*** Listed records Section Begins ***
//! Dimension entities, the long-lived rows facts hang off.
//!
//! Tournaments, seasons, teams, managers and players are created or upserted
//! as the feed first mentions them and are rarely deleted afterwards. Each
//! pairs a `New*` input (what ingestion supplies) with the persisted row type
//! (surrogate `id` plus `created_at` assigned by the store).

use chrono::{DateTime, Utc};
use serde::{Deserialize, Serialize};

// ─── Tournaments ─────────────────────────────────────────────────────────────

/// A competition, e.g. the Premier League.
///
/// The feed addresses tournaments by two distinct external IDs (`tournament`
/// and `unique-tournament` endpoints); both are kept, both unique, either may
/// be absent.
#[derive(Debug, Clone, Serialize, Deserialize)]
pub struct Tournament {
  pub id:                   i64,
  pub name:                 String,
  pub tournament_id:        Option<i64>,
  pub unique_tournament_id: Option<i64>,
  pub created_at:           DateTime<Utc>,
}

#[derive(Debug, Clone, Serialize, Deserialize)]
pub struct NewTournament {
  pub name:                 String,
  pub tournament_id:        Option<i64>,
  pub unique_tournament_id: Option<i64>,
}

// ─── Seasons ─────────────────────────────────────────────────────────────────

/// One run of a tournament, e.g. "Premier League 24/25".
#[derive(Debug, Clone, Serialize, Deserialize)]
pub struct Season {
  pub id:                   i64,
  /// Stable external season ID; all fixture joins use this.
  pub season_id:            i64,
  pub name:                 Option<String>,
  pub year:                 Option<String>,
  pub tournament_id:        Option<i64>,
  pub unique_tournament_id: Option<i64>,
  pub created_at:           DateTime<Utc>,
}

#[derive(Debug, Clone, Serialize, Deserialize)]
pub struct NewSeason {
  pub season_id:            i64,
  pub name:                 Option<String>,
  pub year:                 Option<String>,
  pub tournament_id:        Option<i64>,
  pub unique_tournament_id: Option<i64>,
}

// ─── Teams ───────────────────────────────────────────────────────────────────

/// A club or side.
#[derive(Debug, Clone, Serialize, Deserialize)]
pub struct Team {
  pub id:              i64,
  pub team_id:         i64,
  pub name:            String,
  pub short_name:      Option<String>,
  pub slug:            Option<String>,
  pub name_code:       Option<String>,
  pub primary_color:   Option<String>,
  pub secondary_color: Option<String>,
  pub created_at:      DateTime<Utc>,
}

#[derive(Debug, Clone, Serialize, Deserialize)]
pub struct NewTeam {
  pub team_id:         i64,
  pub name:            String,
  pub short_name:      Option<String>,
  pub slug:            Option<String>,
  pub name_code:       Option<String>,
  pub primary_color:   Option<String>,
  pub secondary_color: Option<String>,
}

// ─── Managers ────────────────────────────────────────────────────────────────

/// A coach, scoped to the team they were observed managing.
///
/// The feed's manager ID is not unique on its own; the same person can
/// appear under several teams across seasons, so identity is the
/// `(manager_id, team_id)` pair and fixtures link managers by row `id`.
#[derive(Debug, Clone, Serialize, Deserialize)]
pub struct Manager {
  pub id:         i64,
  pub manager_id: i64,
  pub team_id:    i64,
  pub name:       Option<String>,
  pub short_name: Option<String>,
  pub slug:       Option<String>,
  pub created_at: DateTime<Utc>,
}

#[derive(Debug, Clone, Serialize, Deserialize)]
pub struct NewManager {
  pub manager_id: i64,
  pub team_id:    i64,
  pub name:       Option<String>,
  pub short_name: Option<String>,
  pub slug:       Option<String>,
}

// ─── Players ─────────────────────────────────────────────────────────────────

/// An athlete. `team_id` is the current team as last observed in a lineup
/// and goes NULL if that team row is ever removed.
#[derive(Debug, Clone, Serialize, Deserialize)]
pub struct Player {
  pub id:                      i64,
  pub player_id:               i64,
  pub name:                    Option<String>,
  pub short_name:              Option<String>,
  /// Unix timestamp, as the feed delivers it.
  pub date_of_birth_timestamp: Option<i64>,
  pub team_id:                 Option<i64>,
  pub sofascore_id:            Option<String>,
  pub created_at:              DateTime<Utc>,
}

#[derive(Debug, Clone, Serialize, Deserialize)]
pub struct NewPlayer {
  pub player_id:               i64,
  pub name:                    Option<String>,
  pub short_name:              Option<String>,
  pub date_of_birth_timestamp: Option<i64>,
  pub team_id:                 Option<i64>,
  pub sofascore_id:            Option<String>,
}

impl NewPlayer {
  /// Number of populated optional fields; upserts keep whichever record of a
  /// player is more complete.
  pub fn completeness(&self) -> usize {
    [
      self.name.is_some(),
      self.short_name.is_some(),
      self.date_of_birth_timestamp.is_some(),
      self.team_id.is_some(),
      self.sofascore_id.is_some(),
    ]
    .iter()
    .filter(|b| **b)
    .count()
  }
}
*** Listed records Section Ends ***
### About this task
Count the lines of these entries that hold the string "NewPlayer", and give only that number.

### Answer to the problem
2